Written by James Killen
Aug 15, 2013 at 07:00 PM
ImageThere are several old vinyl LP’s by Commander Cody and the Lost Planet Airmen residing in my rarely accessed archives and I have been listening to the radio play live versions of Bill Kirchen playing “Hot Rod Lincoln” for years. This time when Bill came through town, I had the good fortune to be able to line my schedule up to see him at the Mucky Duck. When I think about the people that Bill has played with (Nick Lowe, Emmy Lou Harris, Elvis Costello and Doug Sahm, to name a few) and his longevity in the business, I feel especially lucky to be able to have seen him in such an intimate setting.

Bill started his show off with an ode to the Telecaster, his weapon of choice, called “Hammer of the Honky-Tonk Gods”. He followed up with a country shuffle selection from his latest CD, “Seeds and Stems”, called “Tell me the Reason”. It was the third song of the set before the dieselbilly standard, “Semi-Truck” was brought out. The original name of the song was “Here I Sit with a Broken Heart- I Took Three Bennies and my Semi Truck won’t Start”.

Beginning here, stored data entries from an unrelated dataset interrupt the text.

//! Namespace resolution.
//!
//! Flattens the nested option tree of a command interaction into an ordered
//! list of typed values. Sub-command and sub-command-group layers are unwrapped
//! and recorded separately, so the value namespace only ever holds the leaf
//! command's own options.
//!
//! ```text
//! [group[sub[values..]]]  |  [sub[values..]]  |  [values..]
//! ```

use std::collections::{BTreeMap, BTreeSet};

use slashgate_common::error::NamespaceError;
use slashgate_common::models::{
    ApplicationCommandData, InteractionDataOption, InteractionType, OptionType, ResolvedData,
    Role, User,
};
use slashgate_common::snowflake::Snowflake;

/// A typed option value.
#[derive(Debug, Clone, PartialEq)]
pub enum OptionValue {
    String(String),
    Integer(i64),
    Number(f64),
    Boolean(bool),
    /// Entity reference with no resolved stub available.
    Snowflake(Snowflake),
    User(Box<User>),
    Role(Box<Role>),
}

impl OptionValue {
    pub fn as_str(&self) -> Option<&str> {
        match self {
            Self::String(s) => Some(s),
            _ => None,
        }
    }

    pub fn as_i64(&self) -> Option<i64> {
        match self {
            Self::Integer(n) => Some(*n),
            _ => None,
        }
    }

    /// Numbers, and integers widened to `f64`.
    pub fn as_f64(&self) -> Option<f64> {
        match self {
            Self::Number(n) => Some(*n),
            Self::Integer(n) => Some(*n as f64),
            _ => None,
        }
    }

    pub fn as_bool(&self) -> Option<bool> {
        match self {
            Self::Boolean(b) => Some(*b),
            _ => None,
        }
    }

    pub fn as_user(&self) -> Option<&User> {
        match self {
            Self::User(u) => Some(u),
            _ => None,
        }
    }

    pub fn as_role(&self) -> Option<&Role> {
        match self {
            Self::Role(r) => Some(r),
            _ => None,
        }
    }

    /// Snowflake of any entity value, resolved or not.
    pub fn as_snowflake(&self) -> Option<Snowflake> {
        match self {
            Self::Snowflake(id) => Some(*id),
            Self::User(u) => Some(u.id),
            Self::Role(r) => Some(r.id),
            _ => None,
        }
    }
}

/// One flattened value option.
#[derive(Debug, Clone, PartialEq)]
pub struct ResolvedOption {
    /// Name as sent by the platform.
    pub name: String,
    /// Lookup key: the name with `-` replaced by `_`.
    pub key: String,
    pub kind: OptionType,
    pub value: Option<OptionValue>,
    pub focused: bool,
}

/// Flattened view of a command interaction's options.
#[derive(Debug, Clone, Default, PartialEq)]
pub struct Namespace {
    options: Vec<ResolvedOption>,
    invoked: BTreeSet<String>,
    groups: BTreeMap<String, InteractionDataOption>,
    autocomplete: bool,
}

/// Map an option name to its namespace key.
pub fn normalize_key(name: &str) -> String {
    name.replace('-', "_")
}

/// Resolve the option tree of `data`. Pure: the same input always yields the
/// same namespace.
pub fn resolve(kind: InteractionType, data: &ApplicationCommandData) -> Namespace {
    let mut ns = Namespace {
        autocomplete: kind == InteractionType::ApplicationCommandAutocomplete,
        ..Namespace::default()
    };
    let resolved = data.resolved.as_ref();

    for option in &data.options {
        match option.kind {
            OptionType::SubCommand => {
                ns.invoked.insert(normalize_key(&option.name));
                ns.push_values(&option.options, resolved);
            }
            OptionType::SubCommandGroup => {
                let key = normalize_key(&option.name);
                ns.invoked.insert(key.clone());
                ns.groups.insert(key, option.clone());
                for sub in &option.options {
                    ns.invoked.insert(normalize_key(&sub.name));
                    ns.push_values(&sub.options, resolved);
                }
            }
            _ => ns.push_value(option, resolved),
        }
    }
    ns
}

impl Namespace {
    fn push_values(&mut self, options: &[InteractionDataOption], resolved: Option<&ResolvedData>) {
        for option in options {
            self.push_value(option, resolved);
        }
    }

    fn push_value(&mut self, option: &InteractionDataOption, resolved: Option<&ResolvedData>) {
        let value = option
            .value
            .as_ref()
            .and_then(|raw| convert(option.kind, raw, resolved));
        self.options.push(ResolvedOption {
            name: option.name.clone(),
            key: normalize_key(&option.name),
            kind: option.kind,
            value,
            focused: option.focused,
        });
    }

    /// Value for a key. Hyphenated names are accepted too.
    pub fn get(&self, key: &str) -> Option<&OptionValue> {
        self.option(key).and_then(|o| o.value.as_ref())
    }

    pub fn option(&self, key: &str) -> Option<&ResolvedOption> {
        let key = normalize_key(key);
        self.options.iter().find(|o| o.key == key)
    }

    pub fn iter(&self) -> impl Iterator<Item = &ResolvedOption> {
        self.options.iter()
    }

    pub fn keys(&self) -> impl Iterator<Item = &str> {
        self.options.iter().map(|o| o.key.as_str())
    }

    pub fn len(&self) -> usize {
        self.options.len()
    }

    pub fn is_empty(&self) -> bool {
        self.options.is_empty()
    }

    /// Whether a sub-command or sub-command group of this name was invoked.
    pub fn is_invoked(&self, name: &str) -> bool {
        self.invoked.contains(&normalize_key(name))
    }

    /// Names of every invoked sub-command and group, normalized.
    pub fn invoked(&self) -> impl Iterator<Item = &str> {
        self.invoked.iter().map(String::as_str)
    }

    /// The raw sub-command-group node of this name.
    pub fn group(&self, name: &str) -> Option<&InteractionDataOption> {
        self.groups.get(&normalize_key(name))
    }

    /// The option the user is typing into.
    ///
    /// Only autocomplete interactions have one; asking on any other
    /// interaction is an error.
    pub fn focused(&self) -> Result<Option<&ResolvedOption>, NamespaceError> {
        if !self.autocomplete {
            return Err(NamespaceError::NotAutocomplete);
        }
        Ok(self.options.iter().find(|o| o.focused))
    }
}

fn convert(
    kind: OptionType,
    raw: &serde_json::Value,
    resolved: Option<&ResolvedData>,
) -> Option<OptionValue> {
    use serde_json::Value;

    // Autocomplete sends partial input as text for every option type, so
    // anything that does not parse stays a string.
    let text = || match raw {
        Value::String(s) => s.clone(),
        other => other.to_string(),
    };

    if kind.is_entity() {
        let key = text();
        if let Some(entity) = resolved.and_then(|r| lookup_entity(kind, &key, r)) {
            return Some(entity);
        }
        return Some(match key.parse::<Snowflake>() {
            Ok(id) => OptionValue::Snowflake(id),
            Err(_) => OptionValue::String(key),
        });
    }

    let value = match kind {
        OptionType::String => OptionValue::String(text()),
        OptionType::Integer => raw
            .as_i64()
            .or_else(|| raw.as_str().and_then(|s| s.parse().ok()))
            .map(OptionValue::Integer)
            .unwrap_or_else(|| OptionValue::String(text())),
        OptionType::Number => raw
            .as_f64()
            .or_else(|| raw.as_str().and_then(|s| s.parse().ok()))
            .map(OptionValue::Number)
            .unwrap_or_else(|| OptionValue::String(text())),
        OptionType::Boolean => match raw {
            Value::Bool(b) => OptionValue::Boolean(*b),
            _ => OptionValue::String(text()),
        },
        // Sub-command layers carry no value of their own.
        _ => return None,
    };
    Some(value)
}

fn lookup_entity(kind: OptionType, key: &str, resolved: &ResolvedData) -> Option<OptionValue> {
    let user = || {
        resolved
            .users
            .get(key)
            .map(|u| OptionValue::User(Box::new(u.clone())))
    };
    let role = || {
        resolved
            .roles
            .get(key)
            .map(|r| OptionValue::Role(Box::new(r.clone())))
    };
    match kind {
        OptionType::User => user(),
        OptionType::Role => role(),
        OptionType::Mentionable => user().or_else(role),
        _ => None,
    }
}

The title track of “Seeds and Stems” with its traditional country sound and chords that brought to mind a Marty Robbins tune, was next and could have played on any traditional country station with the omission of a single phrase from the refrain. Bill kicked up the rock and roll factor next with “I Ain’t Never Had Too Much Fun”.

The band went on to show just how diverse a set they could play with the title track to Bill’s duets album, ”Word to the Wise”. It was a jazzy number, originally recorded with Dan Hicks, that tonight featured Kirchen playing both guitar parts and David Carol (stand-up bass) and Jack O’Dell (drums) taking turns at lively jazz solos. He also played a bluesy selection from that album called “I Ain’t Got Time for the Blues” (originally recorded with Maria Muldar).

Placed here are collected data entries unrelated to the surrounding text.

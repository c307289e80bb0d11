//! Per-interaction context handed to handlers.

use std::sync::Arc;
use std::sync::atomic::{AtomicBool, Ordering};

use async_trait::async_trait;
use slashgate_common::error::{NamespaceError, ResponseError};
use slashgate_common::models::{Interaction, InteractionResponse, MessageData, User};
use slashgate_common::snowflake::Snowflake;
use tokio::sync::Mutex;

use crate::namespace::{Namespace, ResolvedOption};
use crate::option::Choice;

/// Delivers the initial response of an interaction.
#[async_trait]
pub trait ResponseTransport: Send + Sync {
    async fn send_initial_response(
        &self,
        interaction_id: Snowflake,
        token: &str,
        response: &InteractionResponse,
    ) -> Result<(), ResponseError>;
}

/// Transport that keeps the response so it can be returned as the webhook's
/// HTTP body.
#[derive(Debug, Default)]
pub struct InlineResponder {
    slot: Mutex<Option<InteractionResponse>>,
}

impl InlineResponder {
    pub fn new() -> Self {
        Self::default()
    }

    pub async fn take(&self) -> Option<InteractionResponse> {
        self.slot.lock().await.take()
    }
}

#[async_trait]
impl ResponseTransport for InlineResponder {
    async fn send_initial_response(
        &self,
        _interaction_id: Snowflake,
        _token: &str,
        response: &InteractionResponse,
    ) -> Result<(), ResponseError> {
        let mut slot = self.slot.lock().await;
        if slot.is_some() {
            return Err(ResponseError::AlreadyResponded);
        }
        *slot = Some(response.clone());
        Ok(())
    }
}

/// Context of one interaction. Cheap to clone; clones share response state.
#[derive(Clone)]
pub struct InteractionContext {
    inner: Arc<ContextInner>,
}

struct ContextInner {
    interaction: Interaction,
    namespace: Namespace,
    transport: Arc<dyn ResponseTransport>,
    responded: AtomicBool,
}

impl std::fmt::Debug for InteractionContext {
    fn fmt(&self, f: &mut std::fmt::Formatter<'_>) -> std::fmt::Result {
        f.debug_struct("InteractionContext")
            .field("interaction", &self.inner.interaction.id)
            .field("responded", &self.is_responded())
            .finish_non_exhaustive()
    }
}

impl InteractionContext {
    pub fn new(
        interaction: Interaction,
        namespace: Namespace,
        transport: Arc<dyn ResponseTransport>,
    ) -> Self {
        Self {
            inner: Arc::new(ContextInner {
                interaction,
                namespace,
                transport,
                responded: AtomicBool::new(false),
            }),
        }
    }

    pub fn interaction(&self) -> &Interaction {
        &self.inner.interaction
    }

    pub fn namespace(&self) -> &Namespace {
        &self.inner.namespace
    }

    pub fn author(&self) -> Option<&User> {
        self.inner.interaction.author()
    }

    pub fn guild_id(&self) -> Option<Snowflake> {
        self.inner.interaction.guild_id
    }

    pub fn focused(&self) -> Result<Option<&ResolvedOption>, NamespaceError> {
        self.inner.namespace.focused()
    }

    /// Whether the initial response has been sent.
    pub fn is_responded(&self) -> bool {
        self.inner.responded.load(Ordering::Acquire)
    }

    /// Send an arbitrary initial response. Only the first call succeeds.
    pub async fn respond_with(&self, response: InteractionResponse) -> Result<(), ResponseError> {
        if self
            .inner
            .responded
            .compare_exchange(false, true, Ordering::AcqRel, Ordering::Acquire)
            .is_err()
        {
            return Err(ResponseError::AlreadyResponded);
        }
        let interaction = &self.inner.interaction;
        let sent = self
            .inner
            .transport
            .send_initial_response(interaction.id, &interaction.token, &response)
            .await;
        if sent.is_err() {
            // Nothing reached the platform; allow another attempt.
            self.inner.responded.store(false, Ordering::Release);
        }
        sent
    }

    pub async fn respond(&self, content: impl Into<String>) -> Result<(), ResponseError> {
        self.respond_with(InteractionResponse::message(content)).await
    }

    /// Reply visible only to the invoking user.
    pub async fn respond_ephemeral(&self, content: impl Into<String>) -> Result<(), ResponseError> {
        self.respond_with(InteractionResponse::ephemeral(content)).await
    }

    pub async fn respond_message(&self, data: MessageData) -> Result<(), ResponseError> {
        self.respond_with(InteractionResponse::with_message(data)).await
    }

    /// Acknowledge now and answer later with a follow-up.
    pub async fn defer(&self, ephemeral: bool) -> Result<(), ResponseError> {
        self.respond_with(InteractionResponse::deferred(ephemeral)).await
    }

    pub async fn autocomplete(&self, choices: Vec<Choice>) -> Result<(), ResponseError> {
        let choices = choices.iter().map(Choice::to_wire).collect();
        self.respond_with(InteractionResponse::autocomplete(choices)).await
    }
}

Bill set aside a moment for Jack O’Dell to do his original “The Lawyer” which featured the CW themed double meaning in the line, “I might have been a lawyer, but I couldn’t pass the bar.” Kirchen took over the vocals again with a heavy rock, “There’s a Man at the Bottom of the Well” and a heartfelt rendition of Dylan’s “It Takes a Lot to Laugh, it Takes a Train to Cry”. The band finished the first set up with a blazing version of “Hot Rod Lincoln” with all of the trimmings.

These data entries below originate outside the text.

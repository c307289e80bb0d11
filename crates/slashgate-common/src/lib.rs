//! # slashgate-common
//!
//! Shared configuration, error types, identifiers and wire models used by every
//! slashgate crate. Nothing in here dispatches anything; it only describes shapes.

pub mod config;
pub mod error;
pub mod models;
pub mod permissions;
pub mod snowflake;
pub mod validation;

pub use permissions::Permissions;
pub use snowflake::Snowflake;
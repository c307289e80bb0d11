//! Wire models exchanged with the platform.
//!
//! Inbound: [`Interaction`] and the entity stubs it may carry.
//! Outbound: command registration payloads and [`InteractionResponse`].

pub mod channel;
pub mod command;
pub mod interaction;
pub mod member;
pub mod response;
pub mod role;
pub mod user;

pub use channel::*;
pub use command::*;
pub use interaction::*;
pub use member::*;
pub use response::*;
pub use role::*;
pub use user::*;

ImageThe second set continued with Kirchen and company churning out the country and rockabilly. They played Bill’s old trucker ghost story, “From the Womb to the Tomb” and the just glad to be alive, “Bump Wood”. He did his swamp pop tribute to Jimmy Donley, performing “Think It Over” and rocked out on “Poor, Poor Man”. It’s amazing to watch Kirchen and his mastery of the instrument. He uses very few effects and keeps them simple, like rolling the tone knob on his Tele back and forth.

The band touched on several cover songs including Ronnie Self’s “Got My Home in My Hands”, which many might remember as a Foghat regular. The show continued with Kirchen’s “Rockabilly Funeral” and all of its glitzy imagery and Dylan’s “The Times They Are A’Changing” featuring a rousing guitar solo.

Bill led the band into the well-worn blues classic, “Milk Cow Blues”. Bill and David set their instruments down and it seemed that Jack would slowly drum them off of the stage, when Bill with a purple trombone and David with a sousaphone marched back to the stage for a real New Orleans style end to the show.

It’s hard for me to imagine that I’ve waited this long to see such a high energy master of his instrument churn it up like he did Thursday night. Bill Kirchen seems to make the trip through town about once a year to take his audience on a tour of musical genres, past and present, gentle and rough but always in good fun, because Bill ain’t never had too much fun. Ya’ll have fun. We do. (Many heartfelt thanks to Page Keller for providing the photos when my camera had technical difficulties).